On 8 Nov 2008, at 00:09, Matt Kettler wrote:

> Matt Kettler wrote:
>> Neil wrote:
>>
>>> So maybe this is moving slightly off on a tangent, but:
>>> Why does auto-learn sometimes learn spam with a rating of X, but not
>>> spam with a rating of X+Y? Where's it's methodology?
>>>

>>
>> First, there's several rules involved here.
>>
>> To autolearn as spam *ALL* of the following must be met:
>>
>> -must have at least 3 points from header type rules
>> -must have at least 3 points from body type rules
>> -must not already match a low-scoring bayes rule in the existing
>> training (ie: BAYES_00) This prevents autolearning from
>> contradicting
>> existing training.
>> -After recomputing the score of the message as if bayes and all
>> userconf
>> rules were disabled (including changing the scoreset! This makes a
>> big
>> difference in some cases.), that score must be over the spam learning
>> threshold.
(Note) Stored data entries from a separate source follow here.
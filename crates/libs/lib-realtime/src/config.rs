//! # Realtime Configuration
//!
//! Timing and budget knobs of the connection manager, the transport and the
//! pending sweep. Built from the process-wide [`lib_core::Config`].

use std::time::Duration;

/// A fixed-interval retry budget.
#[derive(Debug, Clone, Copy, PartialEq, Eq)]
pub struct ReconnectPolicy {
    pub interval: Duration,
    pub max_attempts: u32,
}

#[derive(Debug, Clone, PartialEq)]
pub struct RealtimeConfig {
    pub socket_url: String,

    /// Handshake timeout for each connection attempt
    pub connect_timeout: Duration,

    /// Reconnects scheduled by the manager after a server-initiated
    /// disconnect or a failed initial connect
    pub manager_reconnect: ReconnectPolicy,

    /// Reconnects the transport runs by itself after losing a live link
    pub transport_reconnect: ReconnectPolicy,

    /// Period of the pending sweep while connected
    pub sweep_interval: Duration,

    /// Pending messages at or above this retry count are dropped
    pub max_retry_attempts: i64,
}

impl Default for RealtimeConfig {
    fn default() -> Self {
        Self::from(&lib_core::Config::default())
    }
}

impl From<&lib_core::Config> for RealtimeConfig {
    fn from(config: &lib_core::Config) -> Self {
        Self {
            socket_url: config.socket_url.clone(),
            connect_timeout: Duration::from_millis(config.connect_timeout_ms),
            manager_reconnect: ReconnectPolicy {
                interval: Duration::from_millis(config.reconnect_interval_ms),
                max_attempts: config.max_reconnect_attempts,
            },
            transport_reconnect: ReconnectPolicy {
                interval: Duration::from_millis(config.transport_reconnect_delay_ms),
                max_attempts: config.transport_reconnect_attempts,
            },
            sweep_interval: Duration::from_millis(config.pending_sweep_interval_ms),
            max_retry_attempts: config.pending_max_retry_attempts,
        }
    }
}
//! # Common Error Types
//!
//! Consolidated error handling for the chat client.
//!
//! Errors are categorized by their source:
//!
//! - **Api**: REST communication errors (network, HTTP status, JSON parsing)
//! - **Storage**: local cache and outbox failures
//! - **Realtime**: socket failures surfaced to a caller
//! - **Validation**: rejected input (blank message, unknown role)
//! - **Cancelled**: the session was closed while the call was in flight
//!
//! ## Usage Pattern
//!
//! ```rust
//! use chat_client::error::AppError;
//!
//! fn validate_content(content: &str) -> Result<&str, AppError> {
//!     if content.trim().is_empty() {
//!         return Err(AppError::Validation("Message cannot be empty".to_string()));
//!     }
//!     Ok(content)
//! }
//! ```
//!
//! ## Error Conversion
//!
//! - `lib_core::AppError` → `AppError::Storage`
//! - `lib_realtime::RealtimeError` → `AppError::Realtime`
//! - `reqwest::Error` → `AppError::Api`

use thiserror::Error;

pub type Result<T> = std::result::Result<T, AppError>;

#[derive(Debug, Error)]
pub enum AppError {
    /// Backend API communication error.
    ///
    /// Network failures, non-success status codes and malformed bodies.
    #[error("API error: {0}")]
    Api(String),

    #[error("Storage error: {0}")]
    Storage(#[from] lib_core::AppError),

    #[error("Realtime error: {0}")]
    Realtime(#[from] lib_realtime::RealtimeError),

    #[error("Validation error: {0}")]
    Validation(String),

    /// The owning session was closed; the result was discarded.
    #[error("Session closed")]
    Cancelled,
}

impl From<reqwest::Error> for AppError {
    fn from(err: reqwest::Error) -> Self {
        if err.is_timeout() {
            AppError::Api(format!("Request timed out: {}", err))
        } else if err.is_decode() {
            AppError::Api(format!("Failed to parse response: {}", err))
        } else {
            AppError::Api(format!("Network error: {}", err))
        }
    }
}
impl ConnectionManager {
    pub fn new(
        config: RealtimeConfig,
        connector: Arc<dyn Connector>,
        processor: Option<Arc<PendingProcessor>>,
    ) -> Arc<Self> {
        let (state, _) = watch::channel(ConnectionState::Disconnected);

        Arc::new_cyclic(|weak_self| Self {
            config,
            connector,
            processor,
            listeners: ListenerRegistry::new(),
            state,
            generation: AtomicU64::new(0),
            inner: Mutex::new(Inner::default()),
            weak_self: weak_self.clone(),
        })
    }

    // region: --- Lifecycle

    /// (Re)establish the connection. Any existing connection is closed first.
    pub async fn init(&self, credentials: Credentials) {
        info!(user_id = %credentials.user_id, role = %credentials.role, "Initializing realtime connection");

        let previous = self.teardown(&mut self.inner.lock());
        if let Some(transport) = previous {
            transport.close().await;
        }

        {
            let mut inner = self.inner.lock();
            inner.credentials = Some(credentials);
            inner.reconnect_attempts = 0;
            inner.transport_attempt = 0;
        }

        self.open_transport(None);
        self.start_sweeper();
    }

    /// Close the connection. Nothing reconnects until the next `init`.
    pub async fn disconnect(&self) {
        let (previous, changed) = {
            let mut inner = self.inner.lock();
            let previous = self.teardown(&mut inner);
            inner.credentials = None;
            (previous, self.store_state(ConnectionState::Disconnected))
        };
        if changed {
            self.notify_state();
        }

        if let Some(transport) = previous {
            transport.close().await;
        }

        self.dispatch_remote(
            events::DISCONNECT,
            json!(DisconnectReason::ClientInitiated.as_str()),
        );
        info!("Realtime connection closed by client");
    }

    /// Invalidate the current driver and stop the timers. Returns the old
    /// transport so the caller can await its close outside the lock.
    ///
    /// Runs under the `inner` lock: every generation bump does, so a check
    /// made while holding the lock stays valid until it is released.
    fn teardown(&self, inner: &mut Inner) -> Option<TransportHandle> {
        self.generation.fetch_add(1, Ordering::SeqCst);

        if let Some(timer) = inner.reconnect_timer.take() {
            timer.abort();
        }
        if let Some(sweeper) = inner.sweeper.take() {
            sweeper.abort();
        }
        inner.reconnect_attempts = 0;
        inner.transport.take()
    }

    /// Start a new driver. `expected` is the generation a reconnect timer was
    /// scheduled for; the timer is stale once anything else bumped it.
    fn open_transport(&self, expected: Option<u64>) {
        let (generation, changed, previous) = {
            let mut inner = self.inner.lock();
            let Some(credentials) = inner.credentials.clone() else {
                warn!("No credentials, not opening realtime connection");
                return;
            };
            if let Some(expected) = expected {
                if self.generation.load(Ordering::SeqCst) != expected {
                    debug!(expected, "Reconnect superseded, not opening realtime connection");
                    return;
                }
            }

            let generation = self.generation.fetch_add(1, Ordering::SeqCst) + 1;
            let changed = self.store_state(ConnectionState::Connecting);

            let weak = self.weak_self.clone();
            let sink: EventSink = Arc::new(move |event| {
                if let Some(manager) = weak.upgrade() {
                    manager.handle_transport_event(generation, event);
                }
            });
            let handle = TransportHandle::spawn(
                self.connector.clone(),
                credentials,
                &self.config,
                sink,
            );
            (generation, changed, inner.transport.replace(handle))
        };
        // Dropping a handle cancels its driver.
        drop(previous);

        if changed {
            self.notify_state();
        }
        debug!(generation, url = %self.config.socket_url, "Realtime transport started");
    }

    /// Schedule a manager reconnect on behalf of the driver of `generation`.
    fn schedule_reconnect(&self, generation: u64) {
        let mut inner = self.inner.lock();
        if inner.credentials.is_none() || self.generation.load(Ordering::SeqCst) != generation {
            return;
        }

        let policy = self.config.manager_reconnect;
        if inner.reconnect_attempts >= policy.max_attempts {
            error!(
                attempts = inner.reconnect_attempts,
                max_attempts = policy.max_attempts,
                "Max reconnect attempts reached, giving up"
            );
            return;
        }

        inner.reconnect_attempts += 1;
        let attempt = inner.reconnect_attempts;
        // The failed driver is done; whatever it still reports is stale.
        let scheduled = self.generation.fetch_add(1, Ordering::SeqCst) + 1;
        info!(
            attempt,
            max_attempts = policy.max_attempts,
            delay_ms = policy.interval.as_millis() as u64,
            "Scheduling reconnect"
        );

        let weak = self.weak_self.clone();
        let timer = tokio::spawn(async move {
            tokio::time::sleep(policy.interval).await;
            if let Some(manager) = weak.upgrade() {
                info!(attempt, "Reconnecting");
                manager.open_transport(Some(scheduled));
            }
        });

        if let Some(previous) = inner.reconnect_timer.replace(timer) {
            previous.abort();
        }
    }

    fn start_sweeper(&self) {
        let Some(processor) = self.processor.clone() else {
            return;
        };

        let weak = self.weak_self.clone();
        let period = self.config.sweep_interval;
        let sweeper = tokio::spawn(async move {
            let mut ticker = tokio::time::interval_at(Instant::now() + period, period);
            ticker.set_missed_tick_behavior(MissedTickBehavior::Delay);
            loop {
                ticker.tick().await;
                let Some(manager) = weak.upgrade() else {
                    break;
                };
                if manager.connection_state() == ConnectionState::Connected {
                    manager.sweep(&processor).await;
                }
            }
        });

        if let Some(previous) = self.inner.lock().sweeper.replace(sweeper) {
            previous.abort();
        }
    }

    // endregion: --- Lifecycle

    // region: --- Transport events

    fn handle_transport_event(&self, generation: u64, event: TransportEvent) {
        // Staleness check and state change happen under one lock so a
        // concurrent `disconnect()` or `init()` cannot slip in between.
        let changed = {
            let mut inner = self.inner.lock();
            if generation != self.generation.load(Ordering::SeqCst) {
                trace!(generation, ?event, "Ignoring event from stale transport");
                return;
            }
            let next = match &event {
                TransportEvent::Connect | TransportEvent::Reconnect(_) => {
                    inner.reconnect_attempts = 0;
                    Some(ConnectionState::Connected)
                }
                TransportEvent::Disconnect(_) => Some(ConnectionState::Disconnected),
                TransportEvent::ConnectError(_) | TransportEvent::ReconnectFailed => {
                    Some(ConnectionState::Error)
                }
                TransportEvent::ReconnectAttempt(attempt) => {
                    inner.transport_attempt = *attempt;
                    Some(ConnectionState::Reconnecting)
                }
                TransportEvent::ReconnectError(_) | TransportEvent::Message(_) => None,
            };
            next.is_some_and(|state| self.store_state(state))
        };
        if changed {
            self.notify_state();
        }

        match event {
            TransportEvent::Connect => {
                info!("Realtime connection established");
                self.dispatch_remote(events::CONNECT, Value::Null);
                self.flush_pending();
            }
            TransportEvent::Disconnect(reason) => {
                info!(reason = %reason, "Realtime connection closed");
                self.dispatch_remote(events::DISCONNECT, json!(reason.as_str()));
                if reason == DisconnectReason::ServerInitiated {
                    self.schedule_reconnect(generation);
                }
            }
            TransportEvent::ConnectError(message) => {
                error!(error = %message, "Realtime connection error");
                self.dispatch_remote(events::CONNECT_ERROR, json!(message));
                self.schedule_reconnect(generation);
            }
            TransportEvent::ReconnectAttempt(attempt) => {
                info!(attempt, "Realtime reconnect attempt");
                self.dispatch_remote(events::RECONNECT_ATTEMPT, json!(attempt));
            }
            TransportEvent::Reconnect(attempt) => {
                info!(attempt, "Realtime connection re-established");
                self.dispatch_remote(events::RECONNECT, json!(attempt));
                self.flush_pending();
            }
            TransportEvent::ReconnectError(message) => {
                warn!(error = %message, "Realtime reconnect error");
                self.dispatch_remote(events::RECONNECT_ERROR, json!(message));
            }
            TransportEvent::ReconnectFailed => {
                error!("Realtime reconnect budget exhausted");
                self.dispatch_remote(events::RECONNECT_FAILED, Value::Null);
            }
            TransportEvent::Message(EventFrame { event, data }) => {
                self.dispatch_remote(&event, data);
            }
        }
    }

    /// Publish `next` on the watch channel. Listeners are notified separately,
    /// outside the `inner` lock.
    fn store_state(&self, next: ConnectionState) -> bool {
        self.state.send_if_modified(|current| {
            if *current == next {
                return false;
            }
            *current = next;
            true
        })
    }

    /// Tell listeners about the current watch value, which may already be
    /// newer than the transition that triggered the call.
    fn notify_state(&self) {
        let state = self.connection_state();
        debug!(state = %state, "Connection state changed");
        self.listeners.dispatch(
            events::CONNECTION_STATE_CHANGED,
            &ChatEvent::StateChanged(state),
        );
    }

    fn dispatch_remote(&self, event: &str, data: Value) {
        self.listeners.dispatch(
            event,
            &ChatEvent::Remote {
                event: event.to_string(),
                data,
            },
        );
    }

    fn flush_pending(&self) {
        let Some(processor) = self.processor.clone() else {
            return;
        };

        let weak = self.weak_self.clone();
        tokio::spawn(async move {
            if let Some(manager) = weak.upgrade() {
                manager.sweep(&processor).await;
            }
        });
    }

    async fn sweep(&self, processor: &PendingProcessor) {
        let Some(report) = processor.process_pending_messages(self).await else {
            return;
        };

        for dropped in report.dropped {
            self.listeners.dispatch(
                events::PENDING_MESSAGE_DROPPED,
                &ChatEvent::PendingDropped(dropped),
            );
        }
    }

    // endregion: --- Transport events

    // region: --- Public API

    pub fn connection_state(&self) -> ConnectionState {
        *self.state.borrow()
    }

    pub fn is_connected(&self) -> bool {
        self.connection_state() == ConnectionState::Connected
    }

    /// Receiver that observes every state transition.
    pub fn watch_state(&self) -> watch::Receiver<ConnectionState> {
        self.state.subscribe()
    }

    pub fn reconnect_attempts(&self) -> u32 {
        self.inner.lock().reconnect_attempts
    }

    pub fn transport_attempt(&self) -> u32 {
        self.inner.lock().transport_attempt
    }

    pub fn processor(&self) -> Option<&Arc<PendingProcessor>> {
        self.processor.as_ref()
    }

    /// Subscribe to `connectionStateChanged`, `pendingMessageDropped` or any
    /// raw event name. Registering the same listener twice has no effect.
    pub fn on(&self, event: &str, listener: Listener) {
        self.listeners.on(event, listener);
    }

    pub fn off(&self, event: &str, listener: &Listener) {
        self.listeners.off(event, listener);
    }

    /// Send an event, or log a warning and drop it when not connected.
    pub fn emit(&self, event: &str, data: Value) {
        if let Err(e) = self.try_emit(event, data) {
            warn!(event, error = %e, "Dropping realtime event");
        }
    }

    /// Send an event, reporting why it could not be sent.
    pub fn try_emit(&self, event: &str, data: Value) -> Result<()> {
        if !self.is_connected() {
            return Err(RealtimeError::NotConnected(event.to_string()));
        }

        let inner = self.inner.lock();
        let transport = inner
            .transport
            .as_ref()
            .ok_or_else(|| RealtimeError::NotConnected(event.to_string()))?;
        transport.send(EventFrame::new(event, data))
    }

    fn emit_payload<T: Serialize>(&self, event: &str, payload: &T) {
        match serde_json::to_value(payload) {
            Ok(data) => self.emit(event, data),
            Err(e) => error!(event, error = %e, "Failed to encode realtime payload"),
        }
    }

    pub fn join_chat(&self, chat_id: &str) {
        self.emit(events::JOIN_CHAT, json!(chat_id));
    }

    pub fn leave_chat(&self, chat_id: &str) {
        self.emit(events::LEAVE_CHAT, json!(chat_id));
    }

    pub fn join_support_chat(&self, chat_id: &str) {
        self.emit(events::JOIN_SUPPORT_CHAT, json!(chat_id));
    }

    pub fn leave_support_chat(&self, chat_id: &str) {
        self.emit(events::LEAVE_SUPPORT_CHAT, json!(chat_id));
    }

    pub fn send_message(&self, payload: &NewMessagePayload) {
        self.emit_payload(events::NEW_MESSAGE, payload);
    }

    pub fn send_support_message(&self, payload: &SupportMessagePayload) {
        self.emit_payload(events::NEW_SUPPORT_MESSAGE, payload);
    }

    pub fn close_support_chat(&self, chat_id: &str, reason: Option<&str>) {
        self.emit_payload(
            events::CLOSE_SUPPORT_CHAT,
            &CloseSupportChatPayload {
                chat_id: chat_id.to_string(),
                reason: reason.map(str::to_string),
            },
        );
    }

    /// Take a waiting support chat as an agent. The hub answers with
    /// `agent_accepted`.
    pub fn accept_support_chat(&self, chat_id: &str) {
        self.emit_payload(
            events::ACCEPT_SUPPORT_CHAT,
            &AcceptSupportChatPayload {
                chat_id: chat_id.to_string(),
            },
        );
    }

    pub fn start_typing(&self, chat_id: &str) {
        self.emit_payload(
            events::TYPING_STARTED,
            &TypingPayload {
                chat_id: chat_id.to_string(),
            },
        );
    }

    pub fn stop_typing(&self, chat_id: &str) {
        self.emit_payload(
            events::TYPING_STOPPED,
            &TypingPayload {
                chat_id: chat_id.to_string(),
            },
        );
    }

    // endregion: --- Public API
}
This prevents bayes from engaging in self-feedback or
>> feedback based on manual whitelists (which, if misconfigured would
>> cause
>> a "bayes hangover" of mis-learned mail).
>>
>> Generally speaking, the score you see in the message header has
>> only a
>> loose correlation with the score used for learning checks.
>>
>>

> Oh, one more rule I missed:
>
> -The write lock for the bayes DB must be free. (ie: no other
> learning or
> expiry going on at the time). It will not block and wait for it, it
> will
> simply move on, but it will report autolearn=failed instead of
> autolearn=no. This prevents autolearning from log jamming your mail
> queue.


Thanks for that in-depth description; it helps me have a (less) vague
idea of what I'm doing.

-N.